Should I Translate My Game Using Machine Translation or AI?
Localization
| 15 Mar 2024By Jennifer O’Donnell, with assistance and checks from Miguel González, Marina Ilari, Lucile Danilov, Alexis Biro, Elia Riciputi, edited by Wesley O’Donnell
Machine and AI (artificial intelligence) translation is a hot topic right now, especially in the games industry. I get why. It can be hard to justify localization costs when machine and AI translations are apparently “so good.” You’re not a native speaker of other languages but translation is just changing the words from one language to another, right? Surely these tools can translate your game accurately at a fraction of the cost of a human translator?
I understand these tools are very tempting, but let me explain what exactly they are, what you’re getting, and what you’re losing by using them.
What is Machine Translation?
Machine translation is when a piece of software translates text from one language into another without human intervention.

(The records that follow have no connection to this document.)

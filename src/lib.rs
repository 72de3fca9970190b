//! Medialink: mirror a media library as a tree of symbolic links

pub mod engine;
pub mod pipeline;
pub mod types;
pub mod utils;

/// Re-export types for API
pub use types::*;

use log::{debug, info};
use std::path::Path;
use std::sync::Arc;

use crate::engine::link::{FsBackend, LinkBackend};
use crate::engine::report::Reporter;
use crate::engine::tools::{resolve_source_root, resolve_target_root};

/// Result alias used by public medialink API
pub use anyhow::Error;
pub type Result<T> = std::result::Result<T, Error>;

/// Single entry point: link every eligible file under `source_root` into `target_root` at the same
/// relative path, and return the run [`Summary`].
///
/// `source_root` must be an existing directory; `target_root` is created on demand. Each processed
/// file and the final summary are passed to `reporter`. Per-file failures are counted, not returned.
///
/// ```ignore
/// let reporter = Arc::new(medialink::engine::report::NullReporter);
/// let summary = medialink::link_tree(src, dst, &LinkOpts::default(), reporter)?;
/// println!("created {} links", summary.created);
/// ```
pub fn link_tree(
    source_root: &Path,
    target_root: &Path,
    opts: &LinkOpts,
    reporter: Arc<dyn Reporter>,
) -> Result<Summary> {
    link_tree_with_backend(source_root, target_root, opts, reporter, Arc::new(FsBackend))
}

/// [`link_tree`] with an explicit filesystem backend for the link step.
pub fn link_tree_with_backend(
    source_root: &Path,
    target_root: &Path,
    opts: &LinkOpts,
    reporter: Arc<dyn Reporter>,
    backend: Arc<dyn LinkBackend>,
) -> Result<Summary> {
    let source = resolve_source_root(source_root)?;
    let target = resolve_target_root(target_root)?;
    debug!(
        "{} CONFIG:{:#?}",
        env!("CARGO_PKG_NAME").to_uppercase(),
        opts
    );
    info!(
        "Updating symlinks: {} -> {}",
        source.display(),
        target.display()
    );
    pipeline::run_pipeline(&source, &target, opts, reporter, backend)
}
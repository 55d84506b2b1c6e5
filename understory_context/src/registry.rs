// Copyright 2025 the Understory Authors
// SPDX-License-Identifier: Apache-2.0 OR MIT

//! Property registry.
//!
//! This module provides [`PropertyRegistry`] for defining properties and looking
//! up their declarations, topological rank and reverse dependency edges.

use alloc::boxed::Box;
use alloc::vec::Vec;
use core::any::TypeId;
use hashbrown::HashMap;
use smallvec::SmallVec;

use crate::error::BoxError;
use crate::id::{Property, PropertyId};
use crate::spec::PropertySpec;
use crate::value::ErasedValue;

/// A registration entry for a property.
pub struct PropertyRegistration<N> {
    name: &'static str,
    type_id: TypeId,
    rank: u16,
    dependents: SmallVec<[PropertyId; 4]>,
    spec: Box<dyn ErasedSpec<N>>,
}

impl<N> PropertyRegistration<N> {
    /// Returns the property name.
    #[must_use]
    #[inline]
    pub fn name(&self) -> &'static str {
        self.name
    }

    /// Returns the [`TypeId`] of the property's value type.
    #[must_use]
    #[inline]
    pub fn type_id(&self) -> TypeId {
        self.type_id
    }

    /// Returns whether this property is inherited from parent contexts.
    #[must_use]
    #[inline]
    pub fn recursive(&self) -> bool {
        self.spec.recursive()
    }

    /// Returns whether this property has no compute function.
    #[must_use]
    #[inline]
    pub fn is_plain(&self) -> bool {
        !self.spec.has_compute()
    }

    /// Returns the dependencies in declared order.
    #[must_use]
    #[inline]
    pub fn deps(&self) -> &[PropertyId] {
        self.spec.deps()
    }

    /// Returns the properties that declared this one as a dependency.
    #[must_use]
    #[inline]
    pub fn dependents(&self) -> &[PropertyId] {
        &self.dependents
    }

    /// Returns the topological rank: `0` without dependencies, otherwise one
    /// more than the highest rank among the dependencies.
    #[must_use]
    #[inline]
    pub fn rank(&self) -> u16 {
        self.rank
    }

    pub(crate) fn spec(&self) -> &dyn ErasedSpec<N> {
        &*self.spec
    }
}

impl<N> core::fmt::Debug for PropertyRegistration<N> {
    fn fmt(&self, f: &mut core::fmt::Formatter<'_>) -> core::fmt::Result {
        f.debug_struct("PropertyRegistration")
            .field("name", &self.name)
            .field("type_id", &self.type_id)
            .field("recursive", &self.recursive())
            .field("rank", &self.rank)
            .field("deps", &self.deps())
            .finish_non_exhaustive()
    }
}

/// A registry of context properties.
///
/// Properties are defined once, typically while the host sets up, and the
/// returned [`Property<T>`] handles are then used with every node of a
/// [`ContextTree`](crate::ContextTree). `N` is the host node type handed to
/// compute functions.
///
/// A dependency must be defined before the property that depends on it, so
/// dependency cycles cannot be expressed.
///
/// # Example
///
/// ```rust
/// use understory_context::{PropertyRegistry, PropertySpecBuilder};
///
/// let mut registry = PropertyRegistry::<u32>::new();
/// let theme = registry.define(
///     "Theme",
///     PropertySpecBuilder::new().recursive(true).default_value("light").build(),
/// );
///
/// assert_eq!(registry.name(theme.id()), Some("Theme"));
/// assert!(registry.recursive(theme.id()));
/// assert_eq!(registry.by_name("Theme"), Some(theme.id()));
/// ```
pub struct PropertyRegistry<N> {
    properties: Vec<PropertyRegistration<N>>,
    by_name: HashMap<&'static str, PropertyId>,
}

impl<N> Default for PropertyRegistry<N> {
    fn default() -> Self {
        Self {
            properties: Vec::new(),
            by_name: HashMap::new(),
        }
    }
}

impl<N> PropertyRegistry<N> {
    /// Creates a new empty registry.
    #[must_use]
    pub fn new() -> Self {
        Self::default()
    }

    /// Returns the number of defined properties.
    #[must_use]
    #[inline]
    pub fn len(&self) -> usize {
        self.properties.len()
    }

    /// Returns `true` if no properties are defined.
    #[must_use]
    #[inline]
    pub fn is_empty(&self) -> bool {
        self.properties.is_empty()
    }

    /// Looks up a property by name.
    #[must_use]
    pub fn by_name(&self, name: &str) -> Option<PropertyId> {
        self.by_name.get(name).copied()
    }

    /// Returns the name of a property.
    #[must_use]
    pub fn name(&self, id: PropertyId) -> Option<&'static str> {
        self.get(id).map(|r| r.name)
    }

    /// Returns the registration for a property.
    #[must_use]
    pub fn get(&self, id: PropertyId) -> Option<&PropertyRegistration<N>> {
        self.properties.get(id.index() as usize)
    }

    /// Returns whether a property is recursive.
    #[must_use]
    pub fn recursive(&self, id: PropertyId) -> bool {
        self.get(id).is_some_and(PropertyRegistration::recursive)
    }

    /// Returns the dependencies of a property, or an empty slice for unknown IDs.
    #[must_use]
    pub fn deps(&self, id: PropertyId) -> &[PropertyId] {
        self.get(id).map(PropertyRegistration::deps).unwrap_or_default()
    }

    /// Returns an iterator over all defined properties.
    pub fn iter(&self) -> impl Iterator<Item = (PropertyId, &PropertyRegistration<N>)> {
        self.properties.iter().enumerate().map(|(i, r)| {
            #[expect(clippy::cast_possible_truncation, reason = "index < len < u16::MAX")]
            let id = PropertyId::new(i as u16);
            (id, r)
        })
    }

    /// Returns the registration for a property handed in by a caller.
    ///
    /// # Panics
    ///
    /// Panics if the property was not defined in this registry.
    pub(crate) fn entry(&self, id: PropertyId) -> &PropertyRegistration<N> {
        match self.get(id) {
            Some(registration) => registration,
            None => panic!("Property {id:?} is not defined in this registry"),
        }
    }
}

impl<N: Copy + 'static> PropertyRegistry<N> {
    /// Defines a new property and returns its typed handle.
    ///
    /// # Panics
    ///
    /// Panics if a property with the same name is already defined, if a
    /// dependency was not defined in this registry, or if more than 65,535
    /// properties are defined.
    pub fn define<T: Clone + PartialEq + 'static>(
        &mut self,
        name: &'static str,
        spec: PropertySpec<N, T>,
    ) -> Property<T> {
        assert!(
            !self.by_name.contains_key(name),
            "Property '{name}' is already defined"
        );
        assert!(
            self.properties.len() < u16::MAX as usize,
            "Too many properties defined (max {})",
            u16::MAX
        );

        #[expect(clippy::cast_possible_truncation, reason = "checked above")]
        let id = PropertyId::new(self.properties.len() as u16);

        let mut rank = 0;
        for &dep in spec.deps() {
            let Some(registration) = self.properties.get_mut(dep.index() as usize) else {
                panic!("Dependency {dep:?} of '{name}' is not defined in this registry");
            };
            rank = rank.max(registration.rank + 1);
            registration.dependents.push(id);
        }

        self.properties.push(PropertyRegistration {
            name,
            type_id: TypeId::of::<T>(),
            rank,
            dependents: SmallVec::new(),
            spec: Box::new(spec),
        });
        self.by_name.insert(name, id);

        Property::from_id(id)
    }
}

impl<N> core::fmt::Debug for PropertyRegistry<N> {
    fn fmt(&self, f: &mut core::fmt::Formatter<'_>) -> core::fmt::Result {
        f.debug_struct("PropertyRegistry")
            .field("count", &self.properties.len())
            .field(
                "properties",
                &self.properties.iter().map(|r| r.name).collect::<Vec<_>>(),
            )
            .finish()
    }
}

/// Type-erased declaration trait for heterogeneous storage.
pub(crate) trait ErasedSpec<N> {
    fn recursive(&self) -> bool;
    fn has_compute(&self) -> bool;
    fn deps(&self) -> &[PropertyId];
    fn resolve_erased(&self, input: ResolveInput<'_, N>) -> Result<Option<ErasedValue>, BoxError>;
}

/// Snapshot handed to one calculation.
pub(crate) struct ResolveInput<'a, N> {
    pub(crate) node: N,
    pub(crate) inputs: &'a [&'a ErasedValue],
    pub(crate) latest: Option<&'a ErasedValue>,
    pub(crate) parent: Option<&'a ErasedValue>,
    pub(crate) deps: &'a [(PropertyId, &'a ErasedValue)],
}

impl<N: Copy + 'static, T: Clone + PartialEq + 'static> ErasedSpec<N> for PropertySpec<N, T> {
    fn recursive(&self) -> bool {
        Self::recursive(self)
    }

    fn has_compute(&self) -> bool {
        Self::has_compute(self)
    }

    fn deps(&self) -> &[PropertyId] {
        Self::deps(self)
    }

    fn resolve_erased(&self, input: ResolveInput<'_, N>) -> Result<Option<ErasedValue>, BoxError> {
        let resolved = self.resolve(
            input.node,
            input.inputs.iter().copied(),
            input.latest,
            input.parent,
            input.deps,
        )?;
        Ok(resolved.map(ErasedValue::new))
    }
}

#[cfg(test)]
mod tests {
    use super::*;
    use crate::spec::PropertySpecBuilder;
    use alloc::format;
    use alloc::string::String;
    use alloc::vec;

    #[test]
    fn registry_define() {
        let mut registry = PropertyRegistry::<u32>::new();
        assert!(registry.is_empty());

        let a: Property<i32> = registry.define("A", PropertySpecBuilder::new().build());
        assert_eq!(registry.len(), 1);
        assert_eq!(a.id().index(), 0);
        assert_eq!(registry.by_name("A"), Some(a.id()));
        assert_eq!(registry.by_name("B"), None);
        assert_eq!(registry.name(PropertyId::new(99)), None);
    }

    #[test]
    fn ranks_and_dependents() {
        let mut registry = PropertyRegistry::<u32>::new();
        let base: Property<i32> = registry.define("Base", PropertySpecBuilder::new().build());
        let inherited: Property<i32> = registry.define(
            "Inherited",
            PropertySpecBuilder::new().recursive(true).build(),
        );
        let mid: Property<i32> = registry.define(
            "Mid",
            PropertySpecBuilder::new()
                .dep(base)
                .compute(move |cx| *cx.dep(base))
                .build(),
        );
        let top: Property<i32> = registry.define(
            "Top",
            PropertySpecBuilder::new()
                .dep(mid)
                .dep(inherited)
                .compute(move |cx| cx.dep(mid) + cx.dep(inherited))
                .build(),
        );

        assert_eq!(registry.entry(base.id()).rank(), 0);
        assert_eq!(registry.entry(mid.id()).rank(), 1);
        assert_eq!(registry.entry(top.id()).rank(), 2);
        assert_eq!(registry.entry(base.id()).dependents(), &[mid.id()]);
        assert_eq!(registry.entry(inherited.id()).dependents(), &[top.id()]);
        assert_eq!(registry.deps(top.id()), &[mid.id(), inherited.id()]);
        assert!(registry.recursive(inherited.id()));
        assert!(!registry.recursive(top.id()));
        assert!(registry.entry(base.id()).is_plain());
        assert!(!registry.entry(top.id()).is_plain());
    }

    #[test]
    fn iter_in_definition_order() {
        let mut registry = PropertyRegistry::<u32>::new();
        let _: Property<i32> = registry.define("One", PropertySpecBuilder::new().build());
        let _: Property<String> = registry.define("Two", PropertySpecBuilder::new().build());
        let names: Vec<_> = registry.iter().map(|(_, r)| r.name()).collect();
        assert_eq!(names, vec!["One", "Two"]);
    }

    #[test]
    #[should_panic(expected = "already defined")]
    fn duplicate_name_panics() {
        let mut registry = PropertyRegistry::<u32>::new();
        let _: Property<i32> = registry.define("Dup", PropertySpecBuilder::new().build());
        let _: Property<i32> = registry.define("Dup", PropertySpecBuilder::new().build());
    }

    #[test]
    #[should_panic(expected = "not defined in this registry")]
    fn foreign_dependency_panics() {
        let foreign: Property<i32> = Property::from_id(PropertyId::new(5));
        let mut registry = PropertyRegistry::<u32>::new();
        let _: Property<i32> =
            registry.define("Orphan", PropertySpecBuilder::new().dep(foreign).build());
    }

    #[test]
    fn erased_resolution() {
        let mut registry = PropertyRegistry::<u32>::new();
        let plain: Property<&'static str> =
            registry.define("Plain", PropertySpecBuilder::new().default_value("d").build());
        let spec = registry.entry(plain.id()).spec();
        let resolved = spec
            .resolve_erased(ResolveInput {
                node: 1,
                inputs: &[],
                latest: None,
                parent: None,
                deps: &[],
            })
            .unwrap();
        assert_eq!(resolved, Some(ErasedValue::new("d")));
    }

    #[test]
    fn registry_debug() {
        let mut registry = PropertyRegistry::<u32>::new();
        let _: Property<i32> = registry.define("Width", PropertySpecBuilder::new().build());
        let debug = format!("{:?}", registry);
        assert!(debug.contains("PropertyRegistry"));
        assert!(debug.contains("Width"));
    }
}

It works by analyzing patterns in large volumes of bilingual data, and generating translations based on the probability of certain words within phrases occurring together in different languages.
Let’s take a look at the word “Resume.” On its own, the likelihood of this word coming up as “CV” (a resume) or “résumé” (a summary) in French with Google Translate is high. This is because what words a machine uses in certain situations depends on how it’s been programmed and the data pool it’s pulling from.
For example, Google Translate bases its results on publicly accessible documents which are available in multiple languages (such as UN documents and transcripts) as well as previous machine translations that have been corrected by humans. European languages have the largest data pool resulting in decent translations of commonly used phrases, but it offers poorer results for languages with smaller data pools such as Japanese, Korean, Chinese, Arabic, etc., as well as texts non-commonly used to create the data pool, such as creative works like novels and video games.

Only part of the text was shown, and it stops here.